National Security Archive Update, February 26, 2009
The Obama Administration Lifts Blanket Ban on Media Coverage of the
Return of Fallen Soldiers. The policy changed 18 years after
Secretary of Defense Dick Cheney firstbanned news media from covering
honor ceremonies at Dover Air Force Base
Washington, DC, February 26, 2009 - Today Secretary of Defense Robert
Gates lifted a blanket ban on news media coverage of the honor guard
ceremonies that mark the return of military casualties from abroad. The
new policy will permit media coverage of the ceremonies, during which
caskets draped with American flags are brought home from war, after
consultation with the families of the fallen. The Obama administration's
move restores press access to the honor ceremonies, which had been the
practice from World War II through the Panama invasion of 1989. During
the lead-up to the Gulf War in 1991, Secretary of Defense Dick Cheney
instituted the ban. The news media lost a first amendment challenge to
the ban, but Professor Ralph Begleiter and the National Security Archive
forced the release of hundreds of images taken by military photographers
under the Freedom of Information Act (FOIA) in 2005.

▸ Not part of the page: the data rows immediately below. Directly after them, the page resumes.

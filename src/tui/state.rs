//! Application state management and input handling.

use crate::config::Keybindings;
use crate::view::{Content, PageView};
use crossterm::event::{KeyCode, KeyEvent, KeyModifiers};
use ratatui::widgets::ListState;

use super::types::{Action, Overlay};

/// Application state for the TUI.
///
/// Everything about shows and episodes lives in `page`; the rest is purely
/// about the terminal (which popup is open, which row is highlighted).
pub struct App {
    /// Latest screen description from the controller
    pub page: PageView,
    /// Popup currently open
    pub overlay: Overlay,
    /// Whether the search box has keyboard focus
    pub search_focused: bool,
    /// Whether the app should quit
    pub should_quit: bool,
    /// Highlighted episode card
    pub card_list_state: ListState,
    /// Highlighted entry of the show picker
    pub show_list_state: ListState,
    /// Highlighted entry of the episode picker
    pub episode_list_state: ListState,
    /// Shown instead of the content while the show list is fetched
    pub loading_message: Option<String>,
    /// Error popup text
    pub error_message: Option<String>,
    /// Custom keybindings
    pub keybindings: Keybindings,
}

impl App {
    /// Create a new App with an empty page.
    pub fn new(keybindings: Keybindings) -> Self {
        Self {
            page: PageView::default(),
            overlay: Overlay::None,
            search_focused: false,
            should_quit: false,
            card_list_state: ListState::default(),
            show_list_state: ListState::default(),
            episode_list_state: ListState::default(),
            loading_message: None,
            error_message: None,
            keybindings,
        }
    }

    /// Replace the page and keep the card highlight in range.
    pub fn set_page(&mut self, page: PageView) {
        self.page = page;
        self.loading_message = None;

        let len = self.page.cards().len();
        if len == 0 {
            self.card_list_state.select(None);
        } else {
            let i = self.card_list_state.selected().unwrap_or(0).min(len - 1);
            self.card_list_state.select(Some(i));
        }
    }

    /// Show a loading message until the next [`App::set_page`].
    pub fn set_loading(&mut self, message: &str) {
        self.loading_message = Some(message.to_string());
    }

    /// Set an error message.
    pub fn set_error(&mut self, message: &str) {
        self.error_message = Some(message.to_string());
    }

    /// Clear error message.
    pub fn clear_error(&mut self) {
        self.error_message = None;
    }

    /// Whether the main area is showing a loading message.
    pub fn is_loading(&self) -> bool {
        self.loading_message.is_some() || matches!(self.page.content, Content::Loading(_))
    }

    /// Handle keyboard input and return an action.
    pub fn handle_input(&mut self, key: KeyEvent) -> Action {
        // Global quit with Ctrl+C or Ctrl+Q
        if key.modifiers.contains(KeyModifiers::CONTROL) {
            match key.code {
                KeyCode::Char('c') | KeyCode::Char('q') => {
                    self.should_quit = true;
                    return Action::Quit;
                }
                _ => {}
            }
        }

        // Any key dismisses the error popup
        if self.error_message.is_some() {
            self.clear_error();
            return Action::None;
        }

        if self.search_focused {
            return self.handle_search_input(key);
        }

        match self.overlay {
            Overlay::Help => {
                if key.code == KeyCode::Esc
                    || self.keybindings.matches(&self.keybindings.help, &key)
                    || self.keybindings.matches(&self.keybindings.quit, &key)
                {
                    self.overlay = Overlay::None;
                }
                Action::None
            }
            Overlay::ShowPicker => self.handle_show_picker_input(key),
            Overlay::EpisodePicker => self.handle_episode_picker_input(key),
            Overlay::None => self.handle_main_input(key),
        }
    }

    fn handle_search_input(&mut self, key: KeyEvent) -> Action {
        match key.code {
            KeyCode::Enter | KeyCode::Esc => {
                self.search_focused = false;
                Action::None
            }
            KeyCode::Char(c) => {
                let mut text = self.page.search_text.clone();
                text.push(c);
                self.card_list_state.select(Some(0));
                Action::Search(text)
            }
            KeyCode::Backspace => {
                let mut text = self.page.search_text.clone();
                if text.pop().is_none() {
                    return Action::None;
                }
                self.card_list_state.select(Some(0));
                Action::Search(text)
            }
            _ => Action::None,
        }
    }

    fn handle_main_input(&mut self, key: KeyEvent) -> Action {
        let card_count = self.page.cards().len();

        if self.keybindings.matches(&self.keybindings.up, &key) {
            let i = self.card_list_state.selected().unwrap_or(0);
            if i > 0 {
                self.card_list_state.select(Some(i - 1));
            }
            Action::None
        } else if self.keybindings.matches(&self.keybindings.down, &key) {
            let i = self.card_list_state.selected().unwrap_or(0);
            if i < card_count.saturating_sub(1) {
                self.card_list_state.select(Some(i + 1));
            }
            Action::None
        } else if self.keybindings.matches(&self.keybindings.search, &key) {
            self.search_focused = true;
            Action::None
        } else if self.keybindings.matches(&self.keybindings.shows, &key) {
            self.open_show_picker()
        } else if self.keybindings.matches(&self.keybindings.episodes, &key) {
            self.open_episode_picker();
            Action::None
        } else if self.keybindings.matches(&self.keybindings.open, &key)
            || self.keybindings.matches(&self.keybindings.select, &key)
        {
            match self.card_list_state.selected() {
                Some(i) if i < card_count => Action::OpenLink(self.page.cards()[i].link.clone()),
                _ => Action::None,
            }
        } else if self.keybindings.matches(&self.keybindings.help, &key) {
            self.overlay = Overlay::Help;
            Action::None
        } else if self.keybindings.matches(&self.keybindings.quit, &key) {
            self.should_quit = true;
            Action::Quit
        } else {
            Action::None
        }
    }

    fn open_show_picker(&mut self) -> Action {
        if self.page.show_options.is_empty() {
            // Nothing to pick from; fetch the list again
            return Action::ReloadShows;
        }

        let current = self
            .page
            .selected_show
            .and_then(|id| self.page.show_options.iter().position(|o| o.id == id))
            .unwrap_or(0);
        self.show_list_state.select(Some(current));
        self.overlay = Overlay::ShowPicker;
        Action::None
    }

    fn open_episode_picker(&mut self) {
        self.episode_list_state
            .select(Some(self.page.selected_episode));
        self.overlay = Overlay::EpisodePicker;
    }

    fn handle_show_picker_input(&mut self, key: KeyEvent) -> Action {
        let len = self.page.show_options.len();

        if self.keybindings.matches(&self.keybindings.up, &key) {
            let i = self.show_list_state.selected().unwrap_or(0);
            if i > 0 {
                self.show_list_state.select(Some(i - 1));
            }
            Action::None
        } else if self.keybindings.matches(&self.keybindings.down, &key) {
            let i = self.show_list_state.selected().unwrap_or(0);
            if i < len.saturating_sub(1) {
                self.show_list_state.select(Some(i + 1));
            }
            Action::None
        } else if self.keybindings.matches(&self.keybindings.select, &key) {
            self.overlay = Overlay::None;
            match self.show_list_state.selected() {
                Some(i) if i < len => {
                    self.card_list_state.select(Some(0));
                    Action::SelectShow(self.page.show_options[i].id)
                }
                _ => Action::None,
            }
        } else if self.keybindings.matches(&self.keybindings.back, &key)
            || self.keybindings.matches(&self.keybindings.shows, &key)
        {
            self.overlay = Overlay::None;
            Action::None
        } else {
            Action::None
        }
    }

    fn handle_episode_picker_input(&mut self, key: KeyEvent) -> Action {
        let len = self.page.episode_options.len();

        if self.keybindings.matches(&self.keybindings.up, &key) {
            let i = self.episode_list_state.selected().unwrap_or(0);
            if i > 0 {
                self.episode_list_state.select(Some(i - 1));
            }
            Action::None
        } else if self.keybindings.matches(&self.keybindings.down, &key) {
            let i = self.episode_list_state.selected().unwrap_or(0);
            if i < len.saturating_sub(1) {
                self.episode_list_state.select(Some(i + 1));
            }
            Action::None
        } else if self.keybindings.matches(&self.keybindings.select, &key) {
            self.overlay = Overlay::None;
            match self.episode_list_state.selected() {
                Some(i) if i < len => {
                    self.card_list_state.select(Some(0));
                    Action::SelectEpisode(self.page.episode_options[i].selection.clone())
                }
                _ => Action::None,
            }
        } else if self.keybindings.matches(&self.keybindings.back, &key)
            || self.keybindings.matches(&self.keybindings.episodes, &key)
        {
            self.overlay = Overlay::None;
            Action::None
        } else {
            Action::None
        }
    }
}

Professor Begleiter, the long-time CNN correspondent who is the
Rosenberg Professor of Communications and Distinguished Journalist in
Residence at the University of Delaware, filed the lawsuit with the
National Security Archive in 2004 to compel release of DOD's own images
of the honor ceremonies under the FOIA. Once it became clear that the
government had no basis for withholding the images under the FOIA, the
military stopped taking photos documenting the return of fallen
soldiers.
"This reversal of two decades of policy is an important and welcome
milestone for the American people. This decision restores to its
rightful, honorable place the immense value of the sacrifice American
troops make on behalf of their nation," said Professor Begleiter. "The
Pentagon's reversal of the news media ban should also result in the
military itself returning immediately to documenting with its own
photographers the honorable return of war casualties -- and making those
images public. That public documentation by the government should not be
subject to anyone's veto."
"Dick Cheney's original ban on media coverage in the lead-up to the Gulf
War was clearly meant to hide the cost of war. It reversed decades of
respectful open media access," explained Tom Blanton, the Archive's
director. "The release of honor ceremony photos in 2005 shows how
respectful treatment of fallen soldiers was, and we expect the media
coverage to be similarly respectful."
Archive general counsel Meredith Fuchs commented, "Overturning a DOD
policy that dates back 18 years while trying to ensure the respect that
we owe to the fallen is a real change in policy by the Obama
administration."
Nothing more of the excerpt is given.